Extracted information:
■ ■ ■ ■ ■
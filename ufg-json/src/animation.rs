use crate::validation::{Checked, Error, Validate};
use crate::{accessor, extensions, scene, Extras, Index, Path, Root};
use serde::{de, ser};
use serde_derive::{Deserialize, Serialize};
use std::fmt;
use ufg_derive::Validate;

/// All valid animation interpolation algorithms.
pub const VALID_INTERPOLATIONS: &[&str] = &["LINEAR", "STEP", "CUBICSPLINE"];

/// All valid animation property names.
pub const VALID_PROPERTIES: &[&str] = &["translation", "rotation", "scale", "weights"];

/// Specifies an interpolation algorithm.
#[derive(Clone, Copy, Debug, Eq, PartialEq)]
pub enum Interpolation {
    /// Linear interpolation.
    ///
    /// The animated values are linearly interpolated between keyframes.
    /// When targeting a rotation, spherical linear interpolation (slerp)
    /// should be used to interpolate quaternions.
    Linear = 1,

    /// Step interpolation.
    ///
    /// The animated values remain constant to the output of the first
    /// keyframe, until the next keyframe.
    Step,

    /// Cubic spline interpolation.
    ///
    /// The keyframe's in-tangent, point, and out-tangent form the control
    /// values of a cubic Hermite spline; the output element count is three
    /// times the input count.
    CubicSpline,
}

impl Default for Interpolation {
    fn default() -> Self {
        Interpolation::Linear
    }
}

/// Specifies a property to animate.
#[derive(Clone, Copy, Debug, Eq, PartialEq)]
pub enum Property {
    /// XYZ translation vector.
    Translation = 1,
    /// XYZW rotation quaternion.
    Rotation,
    /// XYZ scale vector.
    Scale,
    /// Weights of morph targets.
    MorphTargetWeights,
}

/// A keyframe animation.
#[derive(Clone, Debug, Deserialize, Serialize, Validate)]
#[gltf(validate_hook = "animation_validate_hook")]
pub struct Animation {
    /// An array of channels, each of which targets an animation's sampler at
    /// a node's property.
    ///
    /// Different channels of the same animation must not have equal targets.
    pub channels: Vec<Channel>,

    /// Optional user-defined name for this object.
    #[serde(skip_serializing_if = "Option::is_none")]
    pub name: Option<String>,

    /// An array of samplers that combine input and output accessors with an
    /// interpolation algorithm to define a keyframe graph (but not its
    /// target).
    pub samplers: Vec<Sampler>,

    /// Extension specific data.
    #[serde(default, skip_serializing_if = "Option::is_none")]
    pub extensions: Option<extensions::Unrecognized>,

    /// Optional application specific data.
    #[serde(default, skip_serializing_if = "Option::is_none")]
    pub extras: Extras,
}

// Channel samplers index into the animation's own sampler table, which the
// per-field walk cannot see, so the bounds check lives here.
fn animation_validate_hook<P, R>(animation: &Animation, _root: &Root, path: P, report: &mut R)
where
    P: Fn() -> Path + Clone,
    R: FnMut(&dyn Fn() -> Path, Error),
{
    for (index, channel) in animation.channels.iter().enumerate() {
        if channel.sampler.value() >= animation.samplers.len() {
            report(
                &|| path().field("channels").index(index).field("sampler"),
                Error::IndexOutOfBounds,
            );
        }
    }
}

/// Targets an animation's sampler at a node's property.
#[derive(Clone, Debug, Deserialize, Serialize)]
pub struct Channel {
    /// The index of a sampler in this animation used to compute the value
    /// for the target.
    pub sampler: Index<Sampler>,

    /// The index of the node and TRS property to target.
    pub target: Target,

    /// Extension specific data.
    #[serde(default, skip_serializing_if = "Option::is_none")]
    pub extensions: Option<extensions::Unrecognized>,

    /// Optional application specific data.
    #[serde(default, skip_serializing_if = "Option::is_none")]
    pub extras: Extras,
}

impl Validate for Channel {
    fn validate<P, R>(&self, root: &Root, path: P, report: &mut R)
    where
        P: Fn() -> Path + Clone,
        R: FnMut(&dyn Fn() -> Path, Error),
    {
        // The sampler index is checked by the parent animation's hook.
        self.target.validate(root, || path().field("target"), report);
    }
}

/// The index of the node and TRS property that an animation channel targets.
#[derive(Clone, Debug, Deserialize, Serialize, Validate)]
pub struct Target {
    /// The index of the node to target.
    #[serde(skip_serializing_if = "Option::is_none")]
    pub node: Option<Index<scene::Node>>,

    /// The name of the node's property to modify or the `weights` of the
    /// morph targets it instantiates.
    pub path: Checked<Property>,

    /// Extension specific data.
    #[serde(default, skip_serializing_if = "Option::is_none")]
    pub extensions: Option<extensions::Unrecognized>,

    /// Optional application specific data.
    #[serde(default, skip_serializing_if = "Option::is_none")]
    pub extras: Extras,
}

/// Defines a keyframe graph (but not its target).
#[derive(Clone, Debug, Deserialize, Serialize)]
pub struct Sampler {
    /// The index of an accessor containing keyframe input values, e.g.,
    /// time. Times are scalar floats, non-negative and strictly increasing.
    pub input: Index<accessor::Accessor>,

    /// The interpolation algorithm.
    #[serde(default)]
    pub interpolation: Checked<Interpolation>,

    /// The index of an accessor containing keyframe output values.
    pub output: Index<accessor::Accessor>,

    /// Extension specific data.
    #[serde(default, skip_serializing_if = "Option::is_none")]
    pub extensions: Option<extensions::Unrecognized>,

    /// Optional application specific data.
    #[serde(default, skip_serializing_if = "Option::is_none")]
    pub extras: Extras,
}

impl Validate for Sampler {
    fn validate<P, R>(&self, root: &Root, path: P, report: &mut R)
    where
        P: Fn() -> Path + Clone,
        R: FnMut(&dyn Fn() -> Path, Error),
    {
        self.input.validate(root, || path().field("input"), report);
        self.interpolation
            .validate(root, || path().field("interpolation"), report);
        self.output.validate(root, || path().field("output"), report);
    }
}

impl<'de> de::Deserialize<'de> for Checked<Interpolation> {
    fn deserialize<D>(deserializer: D) -> Result<Self, D::Error>
    where
        D: de::Deserializer<'de>,
    {
        struct Visitor;
        impl<'de> de::Visitor<'de> for Visitor {
            type Value = Checked<Interpolation>;

            fn expecting(&self, f: &mut fmt::Formatter) -> fmt::Result {
                write!(f, "any of: {:?}", VALID_INTERPOLATIONS)
            }

            fn visit_str<E>(self, value: &str) -> Result<Self::Value, E>
            where
                E: de::Error,
            {
                use self::Interpolation::*;
                use crate::validation::Checked::*;
                Ok(match value {
                    "LINEAR" => Valid(Linear),
                    "STEP" => Valid(Step),
                    "CUBICSPLINE" => Valid(CubicSpline),
                    _ => Invalid,
                })
            }
        }
        deserializer.deserialize_str(Visitor)
    }
}

impl ser::Serialize for Interpolation {
    fn serialize<S>(&self, serializer: S) -> Result<S::Ok, S::Error>
    where
        S: ser::Serializer,
    {
        serializer.serialize_str(match *self {
            Interpolation::Linear => "LINEAR",
            Interpolation::Step => "STEP",
            Interpolation::CubicSpline => "CUBICSPLINE",
        })
    }
}

impl<'de> de::Deserialize<'de> for Checked<Property> {
    fn deserialize<D>(deserializer: D) -> Result<Self, D::Error>
    where
        D: de::Deserializer<'de>,
    {
        struct Visitor;
        impl<'de> de::Visitor<'de> for Visitor {
            type Value = Checked<Property>;

            fn expecting(&self, f: &mut fmt::Formatter) -> fmt::Result {
                write!(f, "any of: {:?}", VALID_PROPERTIES)
            }

            fn visit_str<E>(self, value: &str) -> Result<Self::Value, E>
            where
                E: de::Error,
            {
                use self::Property::*;
                use crate::validation::Checked::*;
                Ok(match value {
                    "translation" => Valid(Translation),
                    "rotation" => Valid(Rotation),
                    "scale" => Valid(Scale),
                    "weights" => Valid(MorphTargetWeights),
                    _ => Invalid,
                })
            }
        }
        deserializer.deserialize_str(Visitor)
    }
}

impl ser::Serialize for Property {
    fn serialize<S>(&self, serializer: S) -> Result<S::Ok, S::Error>
    where
        S: ser::Serializer,
    {
        serializer.serialize_str(match *self {
            Property::Translation => "translation",
            Property::Rotation => "rotation",
            Property::Scale => "scale",
            Property::MorphTargetWeights => "weights",
        })
    }
}
use crate::validation::Error;
use crate::{Extras, Path, Root};
use serde_derive::{Deserialize, Serialize};
use ufg_derive::Validate;

/// Metadata about the glTF asset.
#[derive(Clone, Debug, Deserialize, Serialize, Validate)]
#[gltf(validate_hook = "asset_validate_hook")]
pub struct Asset {
    /// A copyright message suitable for display to credit the content creator.
    #[serde(skip_serializing_if = "Option::is_none")]
    pub copyright: Option<String>,

    /// Tool that generated this glTF model.
    #[serde(skip_serializing_if = "Option::is_none")]
    pub generator: Option<String>,

    /// The minimum glTF version that this asset targets.
    #[serde(rename = "minVersion")]
    #[serde(skip_serializing_if = "Option::is_none")]
    pub min_version: Option<String>,

    /// The glTF version of this asset.
    pub version: String,

    /// Extension specific data.
    #[serde(default, skip_serializing_if = "Option::is_none")]
    pub extensions: Option<crate::extensions::asset::Asset>,

    /// Optional application specific data.
    #[serde(default, skip_serializing_if = "Option::is_none")]
    pub extras: Extras,
}

impl Default for Asset {
    fn default() -> Self {
        Self {
            copyright: None,
            extensions: None,
            extras: Default::default(),
            generator: None,
            min_version: None,
            version: "2.0".to_string(),
        }
    }
}

// The version must be interpretable before any other field; anything outside
// the 2.x family is unsupported.
fn asset_validate_hook<P, R>(asset: &Asset, _root: &Root, path: P, report: &mut R)
where
    P: Fn() -> Path + Clone,
    R: FnMut(&dyn Fn() -> Path, Error),
{
    if asset.version != "2" && !asset.version.starts_with("2.") {
        report(&|| path().field("version"), Error::Unsupported);
    }
}
use crate::material::{PbrBaseColorFactor, StrengthFactor};
use crate::{texture, Extras};
use serde_derive::{Deserialize, Serialize};
use ufg_derive::Validate;

/// The unlit material extension name.
pub const KHR_MATERIALS_UNLIT: &str = "KHR_materials_unlit";

/// The specular-glossiness PBR extension name.
pub const KHR_MATERIALS_PBR_SPECULAR_GLOSSINESS: &str = "KHR_materials_pbrSpecularGlossiness";

/// Extensions recognized on `Material`.
#[derive(Clone, Debug, Default, Deserialize, Serialize, Validate)]
pub struct Material {
    /// Declares the material as unlit.
    #[serde(
        default,
        rename = "KHR_materials_unlit",
        skip_serializing_if = "Option::is_none"
    )]
    pub unlit: Option<Unlit>,

    /// Specular-glossiness PBR parameters, converted to metallic-roughness
    /// at emission time.
    #[serde(
        default,
        rename = "KHR_materials_pbrSpecularGlossiness",
        skip_serializing_if = "Option::is_none"
    )]
    pub pbr_specular_glossiness: Option<PbrSpecularGlossiness>,

    /// Extension data the loader does not interpret.
    #[serde(flatten)]
    pub others: super::Unrecognized,
}

/// Empty marker struct for `KHR_materials_unlit`.
#[derive(Clone, Debug, Default, Deserialize, Serialize, Validate)]
pub struct Unlit {}

/// A set of parameter values that are used to define the
/// specular-glossiness material model from Physically-Based Rendering (PBR)
/// methodology.
#[derive(Clone, Debug, Default, Deserialize, Serialize, Validate)]
pub struct PbrSpecularGlossiness {
    /// The material's diffuse factor.
    #[serde(default, rename = "diffuseFactor")]
    pub diffuse_factor: PbrBaseColorFactor,

    /// The diffuse texture.
    #[serde(rename = "diffuseTexture")]
    #[serde(skip_serializing_if = "Option::is_none")]
    pub diffuse_texture: Option<texture::Info>,

    /// The material's specular factor.
    #[serde(default, rename = "specularFactor")]
    pub specular_factor: PbrSpecularFactor,

    /// The glossiness of the material surface (0 = rough, 1 = smooth).
    #[serde(default, rename = "glossinessFactor")]
    pub glossiness_factor: StrengthFactor,

    /// The specular-glossiness texture.
    ///
    /// RGB carries specular, A carries glossiness.
    #[serde(rename = "specularGlossinessTexture")]
    #[serde(skip_serializing_if = "Option::is_none")]
    pub specular_glossiness_texture: Option<texture::Info>,

    /// Optional application specific data.
    #[serde(default, skip_serializing_if = "Option::is_none")]
    pub extras: Extras,
}

/// The material's specular factor.
#[derive(Clone, Copy, Debug, Deserialize, Serialize, Validate)]
pub struct PbrSpecularFactor(pub [f32; 3]);

impl Default for PbrSpecularFactor {
    fn default() -> Self {
        PbrSpecularFactor([1.0, 1.0, 1.0])
    }
}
■ ■ ■ ■ ■
Exercise requirements: Lines holding the word "that" are the answer; copy every one from the records above.

Answer section:
    /// An array of samplers that combine input and output accessors with an
/// The index of the node and TRS property that an animation channel targets.
    /// Tool that generated this glTF model.
    /// The minimum glTF version that this asset targets.
/// A set of parameter values that are used to define the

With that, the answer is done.